Z Pamiętnika mojej wnusi
Dzień zaczął się lekcją antywychowawczą:
( tak o niej mówi moja starsza siostra )
pani przez godzinę pisze coś w
dzienniku,
a chłopcy w tym czasie strasznie
rozrabiają.
Znów nie zrozumiałam niczego na matmie
(dobrze, że mi mama umie wytłumaczyć.)
Na jutro mam zrobić instrument muzyczny.
Dziadek Jan pomoże, choć będzie
marudził.
Na języku polskim kolejne dyktando
(cały wieczór z tatą kułam ortografię.)
Na przyrodę zielnik trzeba będzie
skończyć.
Babcia obiecała, że sklei go ze mną.
Sprawdzian z angielskiego, ale się nie
boję
bo uczy mnie wujek.
Lubię naszą klasę
i nawet jestem
dobrą uczennicą…

anna



Komentarze (55)
hahaha...no jak cała rodzina pomaga w lekcjach jak
może, to nic dziwnego!!! hahah...super!
pozdrawiam Aniu :)
ciekawie
O jak dobrze miała i ma Twoja wnusia.
Ja niestety mogłem polegać tylko na sobie,
jedynie moja ukochana babcia nauczyła mnie
zanim jeszcze rozpocząłem naukę w szkole
czytać, pisać i liczyć. Potem to już sam
pomagałem w nauce różnym członkom rodziny.

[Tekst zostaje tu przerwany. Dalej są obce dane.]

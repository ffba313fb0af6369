use bitcoin::hashes::Hash;
use bitcoin::{Amount, BlockHash, ScriptBuf};

use crate::chain::{ChainManager, MemoryChain};
use crate::error::ChainError;
use crate::types::ChainIndex;

#[test]
fn updates_from_scratch_start_at_genesis() {
    let chain = MemoryChain::default();
    chain.mine_empty(3).unwrap();

    let (reverted, applied) = chain.updates_since(None, usize::MAX).unwrap();

    assert!(reverted.is_empty());
    assert_eq!(applied.len(), 4);
    assert_eq!(applied[0].index, chain.genesis().unwrap());
    let heights: Vec<u32> = applied.iter().map(|u| u.index.height).collect();
    assert_eq!(heights, vec![0, 1, 2, 3]);
}

#[test]
fn updates_at_tip_are_empty() {
    let chain = MemoryChain::default();
    let tip = chain.mine_empty(2).unwrap();

    let (reverted, applied) = chain.updates_since(Some(tip), usize::MAX).unwrap();

    assert!(reverted.is_empty());
    assert!(applied.is_empty());
}

#[test]
fn max_bounds_total_updates() {
    let chain = MemoryChain::default();
    chain.mine_empty(10).unwrap();

    let (_, applied) = chain.updates_since(None, 4).unwrap();
    assert_eq!(applied.len(), 4);
    assert_eq!(applied.last().unwrap().index.height, 3);
}

#[test]
fn reorg_reverts_orphaned_blocks_then_applies() {
    let chain = MemoryChain::default();
    let old_tip = chain.mine_empty(5).unwrap();

    let new_tip = chain.reorg(3, 3).unwrap();
    assert_eq!(new_tip.height, 6);

    let (reverted, applied) = chain.updates_since(Some(old_tip), usize::MAX).unwrap();

    let reverted_heights: Vec<u32> = reverted.iter().map(|u| u.index.height).collect();
    assert_eq!(reverted_heights, vec![5, 4]);
    assert_eq!(reverted[0].index, old_tip);

    let applied_heights: Vec<u32> = applied.iter().map(|u| u.index.height).collect();
    assert_eq!(applied_heights, vec![4, 5, 6]);
    assert_eq!(applied.last().unwrap().index, new_tip);
    assert_eq!(
        applied[0].block.header.prev_blockhash,
        chain.block_at(3).unwrap().block_hash()
    );
}

#[test]
fn revert_batch_respects_max() {
    let chain = MemoryChain::default();
    let old_tip = chain.mine_empty(5).unwrap();
    chain.reorg(1, 6).unwrap();

    let (reverted, applied) = chain.updates_since(Some(old_tip), 2).unwrap();
    assert_eq!(reverted.len(), 2);
    assert!(applied.is_empty());
}

#[test]
fn unknown_index_is_an_error() {
    let chain = MemoryChain::default();
    chain.mine_empty(2).unwrap();

    let bogus = ChainIndex::new(1, BlockHash::all_zeros());
    match chain.updates_since(Some(bogus), usize::MAX) {
        Err(ChainError::UnknownIndex(index)) => assert_eq!(index, bogus),
        other => panic!("expected UnknownIndex, got {:?}", other.map(|(r, a)| (r.len(), a.len()))),
    }
}

#[test]
fn mined_coinbase_pays_script() {
    let chain = MemoryChain::default();
    let script = ScriptBuf::from_bytes(vec![0x51]);
    let index = chain.mine_to(&script, Amount::from_sat(5_000)).unwrap();

    let block = chain.block_at(index.height).unwrap();
    assert_eq!(block.block_hash(), index.id);
    assert!(block.txdata[0].is_coinbase());
    assert_eq!(block.txdata[0].output[0].script_pubkey, script);
    assert_eq!(block.txdata[0].output[0].value, Amount::from_sat(5_000));
}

Ciepło pozdrawiam. Miłego wieczoru :)
Miło było zajrzeć :) pozdrawiam
TO prawda rzeczywistość trzeba czasem pomagać to
fakt,ale maluchy muszą uczyć się być zaradnym od
małego inaczej będą wiadomo....
Nic dodać nic ująć..rzeczywistość..
Anno ... magia rzeczywistości ... miłość bliskich ...
początki ... pozdrawiam
To się zgadza , uczy rodzina bo była by klapa.
Dobry wiersz .
Pozdrawiam serdecznie
I skąd ja to znam, dzięki dzieciom tak łatwo
teleportować się do przeszłości :-) ps. Mi ciocia na
polski pisała wypracowania pozdróweczka
Ładnie, ciekawie.
Uciążliwe obowiązki uczennicy? Samodzielnej nauki
oduczyliśmy widocznie dzieci naszych dzieci – mama,
wujek, dziadek – całą rodzinę absorbuje ta wnusia
pomocą w jej obowiązkach. Kto przygotuje ją do
ponoszenia odpowiedzialności za sukcesy, porażki i za
siebie? Pozdrawiam.
Dobrze mieć taką rodzinę.Pozdrawiam.
Da sobie radę :)
jeszcze z z sentymentem będzie wspominać szkołę
pozdrawiam:)
Ślicznie.
Pozdrawiam
Tak, wiadomo o co chodzi...
Pozdrawiam:)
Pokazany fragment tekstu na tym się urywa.